The combined measurement of water vapor and carbon dioxide fluxes is a powerful tool for understanding linkages between ecosystem water and carbon cycling. As eddy covariance data become available for more sites and years, there is a tremendous opportunity for synthesis research to improve understanding of these land-atmosphere exchanges around the world. Particularly in dryland regions, ecosystem carbon exchanges are tightly coupled with water availability. In this talk, I present how multiple years of site data and multiple sites across drylands of the Southwest are used to infer the temporal and spatial response of ecosystem net and gross carbon fluxes to changes in water availability. Here, I show that evapotranspiration (ET) represents water available for ecosystem processes more accurately than often-used precipitation because ET accounts for storage and losses. Furthermore, I use the tight linkage between water vapor and carbon dioxide fluxes at four summer-rainfall semiarid sites to demonstrate a novel method of partitioning ET into transpiration (T) and abiotic evaporation (E).

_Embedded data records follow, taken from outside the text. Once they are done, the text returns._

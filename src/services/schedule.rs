// src/services/schedule.rs

//! Cargo schedule fetching from the airport site.

use std::sync::Arc;

use async_trait::async_trait;
use chrono::{Duration, Local, NaiveDate, NaiveTime};
use reqwest::Client;

use crate::error::{AppError, Result};
use crate::models::{Direction, FetcherConfig, RawRow, yyyymmdd};
use crate::services::parse::{parse_schedule, reports_no_registered_data};
use crate::utils::http;

/// Whole-day window requested from the site.
const START_TIME: &str = "0000";
const END_TIME: &str = "2359";

/// Source of raw schedule rows for one day.
#[async_trait]
pub trait ScheduleSource: Send + Sync {
    /// Fetch the published rows for one airport, day and direction.
    ///
    /// An empty schedule is `Ok(vec![])`. Transport failures are
    /// [`AppError::Fetch`]; unusable responses are [`AppError::Parse`].
    async fn fetch(&self, airport: &str, date: NaiveDate, direction: Direction)
    -> Result<Vec<RawRow>>;
}

/// Client for the Incheon airport cargo schedule endpoints.
pub struct AirportScheduleClient {
    config: Arc<FetcherConfig>,
    client: Client,
}

impl AirportScheduleClient {
    /// Create a new client with the given configuration.
    pub fn new(config: Arc<FetcherConfig>) -> Result<Self> {
        let client = http::create_async_client(&config)?;
        Ok(Self { config, client })
    }

    /// Query string the site expects for one day.
    pub fn query_params(
        &self,
        airport: &str,
        date: NaiveDate,
        now: NaiveTime,
    ) -> Vec<(&'static str, String)> {
        let day = date.format(yyyymmdd::FORMAT).to_string();
        let tomorrow = (date + Duration::days(1))
            .format(yyyymmdd::FORMAT)
            .to_string();

        vec![
            ("curDate", day.clone()),
            ("startTime", START_TIME.into()),
            ("airPort", airport.into()),
            ("endTime", END_TIME.into()),
            ("todayDate", day.clone()),
            ("tomorrowDate", tomorrow),
            ("todayTime", now.format("%H%M").to_string()),
            ("curStime", START_TIME.into()),
            ("curEtime", END_TIME.into()),
            ("siteId", self.config.site_id.clone()),
            ("langSe", self.config.lang.clone()),
            ("scheduleListLength", "2".into()),
            ("termId", String::new()),
            ("daySel", day),
            ("fromTime", START_TIME.into()),
            ("toTime", END_TIME.into()),
            ("airport", airport.into()),
            ("airline", String::new()),
            ("airplane", String::new()),
        ]
    }

    async fn get_page(
        &self,
        url: &str,
        params: &[(&'static str, String)],
        context: &str,
    ) -> Result<String> {
        let url = url::Url::parse_with_params(url, params)?;
        log::debug!("GET {}", url);

        let response = self
            .client
            .get(url)
            .send()
            .await
            .and_then(|r| r.error_for_status())
            .map_err(|e| AppError::fetch(context, e))?;

        response.text().await.map_err(|e| AppError::fetch(context, e))
    }
}

#[async_trait]
impl ScheduleSource for AirportScheduleClient {
    async fn fetch(
        &self,
        airport: &str,
        date: NaiveDate,
        direction: Direction,
    ) -> Result<Vec<RawRow>> {
        let context = format!(
            "{} {} {}",
            direction,
            airport,
            date.format(yyyymmdd::FORMAT)
        );
        let params = self.query_params(airport, date, Local::now().time());

        let mut body = self
            .get_page(self.config.endpoint(direction), &params, &context)
            .await?;

        if reports_no_registered_data(&body) {
            log::info!("{}: endpoint has no data, trying schedule page", context);
            body = self
                .get_page(self.config.fallback_endpoint(direction), &params, &context)
                .await?;
        }

        parse_schedule(&body, &context)
    }
}
// Copyright (c) 2023 Jonathan "Razordor" Alan Thomason
use std::path::PathBuf;

use crate::os;

/// A list specifying general categories of [`Error`].
#[derive(Debug, Clone, Copy, PartialEq, Eq, Hash)]
pub enum ErrorKind {
	/// The shared library could not be loaded.
	LoadFailed,
	/// The library is loaded, but does not export the requested name.
	SymbolNotFound,
	/// A symbol was requested from a library that is not loaded.
	NotLoaded,
	/// A path or symbol name contained an interior nul byte.
	InvalidName,
	/// The platform refused to unload the library.
	ReleaseFailed,
}

/// The error type for loading, resolving and releasing shared libraries.
///
/// Diagnostic codes are captured by the failing call itself, so there is no
/// separate "last error" to read afterwards.
#[derive(Debug, Clone, PartialEq, Eq, thiserror::Error)]
pub enum Error {
	/// `code` is never zero.
	#[error("failed to load library `{}` (code {code}): {message}", .path.display())]
	LoadFailed {
		path: PathBuf,
		code: i32,
		message: String,
	},
	#[error("symbol `{name}` not found in `{}`: {message}", .path.display())]
	SymbolNotFound {
		name: String,
		path: PathBuf,
		message: String,
	},
	#[error("library `{}` is not loaded", .path.display())]
	NotLoaded { path: PathBuf },
	#[error("`{name}` contains an interior nul byte")]
	InvalidName { name: String },
	#[error("failed to release library `{}` (code {code}): {message}", .path.display())]
	ReleaseFailed {
		path: PathBuf,
		code: i32,
		message: String,
	},
}

impl Error {
	#[inline]
	pub const fn kind(&self) -> ErrorKind {
		match self {
			Self::LoadFailed { .. } => ErrorKind::LoadFailed,
			Self::SymbolNotFound { .. } => ErrorKind::SymbolNotFound,
			Self::NotLoaded { .. } => ErrorKind::NotLoaded,
			Self::InvalidName { .. } => ErrorKind::InvalidName,
			Self::ReleaseFailed { .. } => ErrorKind::ReleaseFailed,
		}
	}

	/// The platform diagnostic code, if the platform reported one.
	#[inline]
	pub const fn code(&self) -> Option<i32> {
		match self {
			Self::LoadFailed { code, .. } | Self::ReleaseFailed { code, .. } => Some(*code),
			_ => None,
		}
	}

	pub(crate) fn load_failed(path: PathBuf, err: os::OsError) -> Self {
		Self::LoadFailed {
			path,
			code: err.code,
			message: err.message,
		}
	}

	pub(crate) fn release_failed(path: PathBuf, err: os::OsError) -> Self {
		Self::ReleaseFailed {
			path,
			code: err.code,
			message: err.message,
		}
	}
}

/// Translates a platform diagnostic code into text.
///
/// The lookup is best-effort and bounded to 255 characters. When the platform
/// has no text for `code`, the result is `"error code {code}"`.
///
/// # Examples
///
/// ```
/// let text = dyninvoke::describe_code(2);
/// assert!(!text.is_empty());
/// ```
pub fn describe_code(code: i32) -> String {
	os::describe_or_fallback(code)
}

At four summer-rainfall semiarid sites, T/ET increases to a peak coincident with maximum photosynthesis and remains elevated as the growing season progresses, consistent with previous, direct measurements. The seasonal course of T/ET is related to increasing leaf area index and declining frequency of rainy days— a proxy for the wet surface conditions which promote E—suggesting both surface and climatic controls on ET partitioning. These analyses with long-term, multi-site flux data signal the advent of an exciting, data-rich era in which to develop new insights on the linkages between these formerly invisible fluxes, allowing us to better predict the response of these cycles to a rapidly changing climate.